El reencuentro con las Fallas fue como volver a casa. Al principio las vivió como espectador, pero pronto comprendió que estar solo “mirando” no era suficiente. Había algo en su interior que le pedía más: formar parte de esa energía, de esa comunidad, de esa pasión.
Tras un paso por otra comisión, el destino le puso en el camino a Mariano, amigo de su esposa y un valenciano auténtico que, con insistencia y cariño, convenció a toda la familia para unirse a la Falla Artes y Oficios Actor Llorens. Desde el primer día, fueron recibidos con los brazos abiertos. Allí encontró lo que llevaba años buscando: autenticidad, cultura, amistad y vida.
Porque esta Falla no solo celebra las Fallas: las vive todo el año. Cada encuentro, cada risa, cada trabajo conjunto es una muestra de lo que realmente significa ser fallero.
Las Fallas son convivencia, respeto, tolerancia y aceptación. Son el arte de compartir, de reír juntos y de llorar juntos. Son una escuela de humanidad donde todas las generaciones se mezclan y donde, como él mismo descubrió, la edad no importa cuando se comparte el corazón.

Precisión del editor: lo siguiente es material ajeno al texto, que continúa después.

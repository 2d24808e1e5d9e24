/// Delete every ASCII control character (0x00..=0x1F) and the plain space.
///
/// Tab, LF, CR, VT and NUL all fall inside the control range. DEL (0x7F) and
/// Unicode spaces are kept.
pub fn remove_whitespace(text: &str) -> String {
    text.chars()
        .filter(|&c| !(c == ' ' || (c as u32) < 0x20))
        .collect()
}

Hoy, aquel joven estudiante de 1984, que un día cruzó media Europa buscando el sol, es un fallero más de Artes y Oficios Actor Llorens. Ha aprendido que las verdaderas raíces no siempre nacen donde uno nace, sino donde uno decide quedarse.
Y en su caso, ese lugar se llama Valencia, y su hogar, la Falla Artes y Oficios Actor Llorens.